Carnets d’ailleurs de Marco & Paula #67 : si on ne meurt pas d’une balle…
Paula à peine rentrée, Marco s’ensauve et traverse le fleuve pour aller voir un client à Brazza, et se trouve encore une fois pris dans une collision spatio-temporelle.
Et pendant ce temps là, que se passait-il en Kabilalaland ? « Le Chef » avait eu une trouvaille politique absolument renversante : Il a fait distribuer le même jour 10 000 casques motos pour les 30 000 taxi-motards de Kinshasa, avec sa photo dessus et un “merci chef” pour le moins pathétique. Heureusement que j’ai trouvé une photo de l’objet sur Twitter, car des motards casqués Kabila, on en voit guère dans les rues. On peut en conclure que les motards ne “roulent pas pour” Kabila, ou, en allant un pas plus loin dans la spéculation, que les Kinois ne supportent plus Kabila et que les taxi-motards ne veulent pas perdre leur clientèle. Autre explication possible, plus simple : les motards congolais sont allergiques au casque.

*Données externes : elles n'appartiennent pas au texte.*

//! CLI configuration handling.

use anyhow::{Context, Result};
use directories::ProjectDirs;
use kirocred_core::{KeyProfile, TokenKey};
use serde::{Deserialize, Serialize};
use std::path::{Path, PathBuf};

#[derive(Debug, Clone, Serialize, Deserialize)]
#[serde(default)]
pub struct CliConfig {
    /// Credential store path; `~` is expanded. Probes the default install
    /// locations when unset.
    pub store_path: Option<String>,

    /// Decode the access token payload to find the account email.
    pub extract_email: bool,

    /// Logging level used when `RUST_LOG` is unset.
    pub log_level: String,

    /// Overrides for the built-in kiro-cli key profile.
    pub profile: ProfileOverrides,

    /// Path to the configuration file that was loaded.
    #[serde(skip)]
    pub config_path: Option<PathBuf>,
}

impl Default for CliConfig {
    fn default() -> Self {
        Self {
            store_path: None,
            extract_email: true,
            log_level: default_log_level(),
            profile: ProfileOverrides::default(),
            config_path: None,
        }
    }
}

fn default_log_level() -> String {
    "warn".to_string()
}

/// Fields of [`KeyProfile`] that may be replaced from the config file.
#[derive(Debug, Clone, Default, Serialize, Deserialize)]
#[serde(default)]
pub struct ProfileOverrides {
    pub provider: Option<String>,
    pub table: Option<String>,
    pub default_region: Option<String>,
    pub token_keys: Option<Vec<TokenKey>>,
    pub registration_keys: Option<Vec<String>>,
}

impl CliConfig {
    /// Build the key profile, applying overrides on top of the kiro-cli one.
    pub fn key_profile(&self) -> Result<KeyProfile> {
        let overrides = self.profile.clone();
        let mut profile = KeyProfile::kiro_cli();
        if let Some(provider) = overrides.provider {
            profile = profile.with_provider(provider);
        }
        if let Some(table) = overrides.table {
            profile = profile.with_table(table);
        }
        if let Some(region) = overrides.default_region {
            profile = profile.with_default_region(region);
        }
        if let Some(keys) = overrides.token_keys {
            profile = profile.with_token_keys(keys);
        }
        if let Some(keys) = overrides.registration_keys {
            profile = profile.with_registration_keys(keys);
        }

        profile.validate().context("Invalid key profile in configuration")?;
        Ok(profile)
    }
}

/// Load configuration from `explicit`, or from the default location.
///
/// An explicit path must exist; a missing default file yields defaults.
pub fn load_config(explicit: Option<&Path>) -> Result<CliConfig> {
    let (config_path, required) = match explicit {
        Some(path) => (Some(path.to_path_buf()), true),
        None => (default_config_path(), false),
    };

    let Some(config_path) = config_path else {
        return Ok(CliConfig::default());
    };

    if !required && !config_path.exists() {
        return Ok(CliConfig::default());
    }

    let contents = std::fs::read_to_string(&config_path)
        .with_context(|| format!("Failed to read config from {:?}", config_path))?;
    let mut config: CliConfig = toml::from_str(&contents)
        .with_context(|| format!("Failed to parse config from {:?}", config_path))?;
    config.config_path = Some(config_path);
    Ok(config)
}

fn default_config_path() -> Option<PathBuf> {
    ProjectDirs::from("com", "raibid-labs", "kirocred").map(|d| d.config_dir().join("config.toml"))
}

#[cfg(test)]
mod tests {
    use super::*;
    use kirocred_core::KeyFlow;
    use tempfile::TempDir;

    fn write_config(contents: &str) -> (TempDir, PathBuf) {
        let temp = TempDir::new().unwrap();
        let path = temp.path().join("config.toml");
        std::fs::write(&path, contents).unwrap();
        (temp, path)
    }

    #[test]
    fn test_defaults() {
        let config = CliConfig::default();
        assert!(config.extract_email);
        assert_eq!(config.log_level, "warn");
        assert_eq!(config.key_profile().unwrap(), KeyProfile::kiro_cli());
    }

    #[test]
    fn test_load_overrides() {
        let (_temp, path) = write_config(
            r#"
store_path = "~/custom/data.sqlite3"
extract_email = false

[profile]
default_region = "eu-west-1"
registration_keys = ["custom:reg"]

[[profile.token_keys]]
key = "custom:token"
flow = "oidc"
"#,
        );

        let config = load_config(Some(&path)).unwrap();
        assert_eq!(config.store_path.as_deref(), Some("~/custom/data.sqlite3"));
        assert!(!config.extract_email);
        assert_eq!(config.config_path.as_deref(), Some(path.as_path()));

        let profile = config.key_profile().unwrap();
        assert_eq!(profile.default_region, "eu-west-1");
        assert_eq!(profile.token_keys.len(), 1);
        assert_eq!(profile.token_keys[0].flow, KeyFlow::Oidc);
        assert_eq!(profile.registration_keys, vec!["custom:reg"]);
        assert_eq!(profile.table, "auth_kv");
    }

    #[test]
    fn test_explicit_missing_file_is_error() {
        let temp = TempDir::new().unwrap();
        let result = load_config(Some(&temp.path().join("nope.toml")));
        assert!(result.is_err());
    }

    #[test]
    fn test_invalid_profile_is_rejected() {
        let (_temp, path) = write_config("[profile]\ntoken_keys = []\n");
        let config = load_config(Some(&path)).unwrap();
        assert!(config.key_profile().is_err());
    }

    #[test]
    fn test_malformed_toml_is_error() {
        let (_temp, path) = write_config("store_path = [");
        assert!(load_config(Some(&path)).is_err());
    }
}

Le dimanche matin, au centre hippique, Paula et moi discutions avec F., un employé que je soupçonne d’être au moins aussi âgé que moi – et donc fort sage. F. a des enfants, dont il sait qu’il ne pourra pas leur payer d’études universitaires. Jeudi, il est allé à la manifestation.

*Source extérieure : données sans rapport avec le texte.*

//! Top-level error types for kirocred.

use std::path::PathBuf;
use thiserror::Error;

use crate::store::StoreError;

/// Fatal conditions of store location and credential resolution.
///
/// Per-key read and parse failures are not represented here; they are logged
/// and the next key is tried.
#[derive(Debug, Error)]
pub enum CredentialError {
    /// The current user's home directory could not be determined.
    #[error("failed to determine home directory")]
    HomeDirectoryUnavailable,

    /// The credential store file does not exist.
    #[error("credential store not found: {}", .path.display())]
    StoreNotFound { path: PathBuf },

    /// The credential store exists but could not be opened.
    #[error("failed to open credential store {}: {source}", .path.display())]
    StoreOpenFailed {
        path: PathBuf,
        #[source]
        source: StoreError,
    },

    /// None of the token keys held a usable record.
    #[error("no valid token found in credential store (tried keys: {})", .tried.join(", "))]
    NoValidToken { tried: Vec<String> },
}

#[cfg(test)]
mod tests {
    use super::*;

    #[test]
    fn test_no_valid_token_lists_keys() {
        let err = CredentialError::NoValidToken {
            tried: vec!["a:token".to_string(), "b:token".to_string()],
        };
        assert_eq!(
            err.to_string(),
            "no valid token found in credential store (tried keys: a:token, b:token)"
        );
    }

    #[test]
    fn test_store_not_found_names_path() {
        let err = CredentialError::StoreNotFound {
            path: PathBuf::from("/home/u/.local/share/kiro-cli/data.sqlite3"),
        };
        assert!(err.to_string().contains("/home/u/.local/share/kiro-cli/data.sqlite3"));
    }
}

Il ne faut pas avoir peur de manifester, si on ne meurt pas d’une balle, de toute façon on mourra de maladie, ou d’autre chose.”
F.
Le tout dit d’une voix posée, mais avec des yeux humides. “Kabila doit partir”, conclut-il mezza voce .
Petite chronique de l’autre coté du fleuve – Il y a dix jours, je suis retourné à Brazzaville, ma première visite depuis 2011, quand j’y avais passé l’année comme chef d’une mission d’assistance technique. Dans la voiture qui m’amenait à l’hôtel, j’essayais de retrouver mes marques, mais quand j’arrivai dans l’immeuble où se trouvaient les bureaux du client, j’eus un choc : j’avais le souvenir d’un bâtiment qui avançait vers la ruine, des escaliers sans lumière, des salles de conférence vétustes qui sentaient le renfermé, des bureaux sous-équipés, des peintures qui pelaient. Le hall d’entrée, où dans mon souvenir les gardiens et les agents d’entretien se retrouvaient pour regarder un vieux poste de télévision, brillait des milles feux d’une rangée de lourds et gigantesques lustres de cristal, le sol était redallé de marbre, et les gardiens moroses avaient été remplacés par d’accortes jeunes femmes en uniforme.
Les neuf étages de l’immeuble étaient tous entièrement rénovés, et à en arpenter les couloirs en jetant un coup d’oeil dans les bureaux, je me crus un instant transporté dans la banlieue de Washington. Il est vrai que le titulaire des lieux avait changé – ce n’était plus le Ministère du plan, mais le Ministère de l’Aménagement du Territoire et de la Direction Générale des Grands Travaux. Les ministères du plan sont généralement de misérables affaires, les « Grands Travaux », en revanche, roulent généralement sur l’or. C’est ici que s’élaborent, se discutent et se négocient tous les chantiers de quelque conséquence.
Je me retrouvais en face de cadres jeunes et efficaces, travaillant fort tard dans des bureaux qui exsudaient la modernité, tandis que mon « cerebrum », lui, se remémorait des bureaux à peine équipés d’ordinateur – dont d’ailleurs pratiquement personne ne savait vraiment se servir – et de la frustration que nous éprouvions alors à essayer de faire évoluer un peu une veille administration sclérosée. Par la fenêtre je voyais se construire les futurs bâtiments du Ministère de l’intérieur – encore une réalisation de la Délégation Générale des Grands Travaux. Tout comme le nouvel aéroport de Brazza, les 2 000 km de route reliant le Nord et le Sud du pays, les équipements sportifs construits pour la tenue des Jeux Africains, les bâtiments de la radio-télévision, les grands hôtels, etc. La liste s’allonge pour la plus grande gloire d’« Un », et le bénéfice immédiat de quelques uns.
Je me crus un moment victime d’une attaque de schizophrénie paranoïaque. Mais non. J’étais simplement en Afrique centrale.
S’ensauver : se sauver (rare, surtout employé dans le parler rural).